Sun, Jul 05, 2009

Tucson Region

Money to retain key professors is atop UA's budget priorities

By Eric Swedlund
arizona daily star
Tucson, Arizona | Published: 09.28.2007
FLAGSTAFF — Extra retention money for key professors is again at the top of the University of Arizona's state budget request.
By far the largest single item in the proposal to be sent to the Legislature is the $13.6 million for faculty retention funds, the most immediate and critical need facing the UA, said President Robert Shelton.
"This is a modest investment that will bring huge returns," Shelton said. "The faculty we've lost in the last few years from not being competitive have taken with them to other states tens of millions of dollars in research grants."
Close behind the faculty salary issue are requests for nearly $10 million each for research in solar- and alternative-energy technologies and improved diagnosis and therapeutics for cancer treatments.
The Arizona Board of Regents Thursday approved the UA's state budget request of $659 million, $73 million more than last year, which will be forwarded to the Governor's Office and the Legislature by Oct. 1.
However, the action came the same day that the prospect of no pay raise next year — or at best a small one — hit home for state employees, including more than 9,900 in Southern Arizona and another 10,000-plus at the UA.
The state's Department of Administration reported Thursday in Phoenix that it is holding off any pay-raise proposals because of a $600 million shortfall expected in the current state budget due to lower-than-expected tax collections.

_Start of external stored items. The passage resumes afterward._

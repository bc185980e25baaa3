//! Per-session diagnostics sink.
//!
//! Spec §7 describes a thread-local error callback: the first error of a
//! session sets the session's failure flag, but cheap additional
//! diagnostics (e.g. one per mismatching type argument) keep surfacing
//! until the session short-circuits. We model that as a thread-local
//! collection a [`crate::loader::LoadManager`] session drains at the end
//! of `import`/`load`.

use std::cell::RefCell;

use crate::errors::YamaError;

thread_local! {
    static SINK: RefCell<Vec<YamaError>> = const { RefCell::new(Vec::new()) };
}

/// Records a diagnostic against the current thread's session and marks it
/// failed. Cheap and infallible; callers keep going after calling this so
/// that later, independent diagnostics in the same session are still
/// surfaced (spec §4.3.4).
pub fn report(err: YamaError) {
    log::error!("{err}");
    SINK.with(|s| s.borrow_mut().push(err));
}

/// True once at least one diagnostic has been reported on this thread
/// since the last [`clear`].
pub fn failed() -> bool {
    SINK.with(|s| !s.borrow().is_empty())
}

/// Clears the sink, returning whatever it held. Called at session start
/// (discarding stale diagnostics from a prior session on this thread) and
/// at session end (to hand the caller the final diagnostic list).
pub fn take() -> Vec<YamaError> {
    SINK.with(|s| std::mem::take(&mut *s.borrow_mut()))
}

/// Clears the sink without returning its contents. Equivalent to
/// `let _ = take();` but names the intent at call sites.
pub fn clear() {
    SINK.with(|s| s.borrow_mut().clear());
}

Even so, the UA — Southern Arizona's second-largest employer — will ask state lawmakers for funding aimed at making faculty salaries competitive.
For perspective, Shelton says it would take an estimated $49.7 million to bring all UA employees' salaries up to the 50th percentile among UA's peer universities nationally by 2009.

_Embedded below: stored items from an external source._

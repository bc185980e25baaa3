//! Parcel/module model (spec.md §3): the static, pre-resolution
//! description of a parcel's contents.

pub mod const_table;
pub mod module;
pub mod parcel;
pub mod type_info;

pub use const_table::{ConstEntry, ConstTableInfo};
pub use module::ModuleInfo;
pub use parcel::{Parcel, ParcelId, ParcelMeta};
pub use type_info::{CallSig, ParamInfo, TypeInfo, TypeKind, TypeParamInfo};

The UA has made positive strides in retaining professors who are offered jobs with other universities, in large part due to two years of raises for state employees, even though a similar request last year for $10 million went unfunded, said UA lobbyist Greg Fahey. But there remains a 7.5 percent turnover rate for professors on the main campus and a 10.5 percent turnover for professors in medicine, nursing, pharmacy and public health.
Last year, the UA retained 44 tenured or tenure-track professors who were offered positions at other universities, while losing 39 others.

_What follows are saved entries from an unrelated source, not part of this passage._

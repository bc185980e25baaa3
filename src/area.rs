//! Two-level keyed cache with atomic commit/discard (spec.md §4.6).
//!
//! Grounded on `examples/original_source/Yama/internal/Area.h`: `push`
//! fails on an existing name, `commit` asserts no name collision against
//! the target before merging and leaves `self` empty afterwards. The
//! original chains areas via an intrusive upstream pointer; here the
//! domain/context loaders own both halves directly and drive `fetch`
//! fallback themselves (see [`crate::domain::DomainLoader`] and
//! [`crate::context::ContextLoader`]) rather than Area holding a pointer
//! to its own upstream — an ordinary owned/borrowed chain is simpler in
//! Rust and carries the same fetch/commit/discard semantics.

use std::collections::HashMap;
use std::sync::Arc;

/// A resource keyable by a stable name, for storage in an [`Area`].
pub trait AreaResource {
    fn area_name(&self) -> String;
}

#[derive(Debug, Clone)]
pub struct Area<T: AreaResource> {
    by_name: HashMap<String, Arc<T>>,
}

impl<T: AreaResource> Default for Area<T> {
    fn default() -> Self {
        Self {
            by_name: HashMap::new(),
        }
    }
}

impl<T: AreaResource> Area<T> {
    pub fn new() -> Self {
        Self::default()
    }

    pub fn fetch(&self, name: &str) -> Option<Arc<T>> {
        self.by_name.get(name).cloned()
    }

    pub fn exists(&self, name: &str) -> bool {
        self.by_name.contains_key(name)
    }

    pub fn count(&self) -> usize {
        self.by_name.len()
    }

    pub fn iter(&self) -> impl Iterator<Item = &Arc<T>> {
        self.by_name.values()
    }

    /// Inserts `resource`, failing if its name is already present.
    pub fn push(&mut self, resource: Arc<T>) -> bool {
        let name = resource.area_name();
        if self.by_name.contains_key(&name) {
            return false;
        }
        self.by_name.insert(name, resource);
        true
    }

    /// Clears all local resources.
    pub fn discard(&mut self) {
        self.by_name.clear();
    }

    /// Merges all local entries into `upstream`. Precondition: no key in
    /// `self` exists in `upstream`. Leaves `self` empty on success.
    pub fn commit(&mut self, upstream: &mut Area<T>) -> Result<(), Vec<String>> {
        let collisions: Vec<String> = self
            .by_name
            .keys()
            .filter(|k| upstream.by_name.contains_key(*k))
            .cloned()
            .collect();
        if !collisions.is_empty() {
            return Err(collisions);
        }
        for (name, resource) in self.by_name.drain() {
            upstream.by_name.insert(name, resource);
        }
        Ok(())
    }
}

"If this university is going to be successful in the years ahead, the emphasis must be on people and finding ways to help them be successful," Shelton said.
In 2006, UA faculty members' salaries ranked at the 25th percentile as compared with their peers at large research universities, up from the 18th percentile in 2004. Average faculty salaries at the UA are lower than at 19 of 28 peer institutions.
If approved, the $13.6 million would mostly benefit professors in Fine Arts, Law, Humanities and Science, four colleges with particularly low salaries, said UA spokesman Johnny Cruz.
The budget request for Arizona's entire university system is slightly less than $1.8 billion, which would be a $203 million, or 18.1 percent, increase over this year's appropriation.
All three state universities set enrollment records this year, reaching a total of 122,963 students in the system.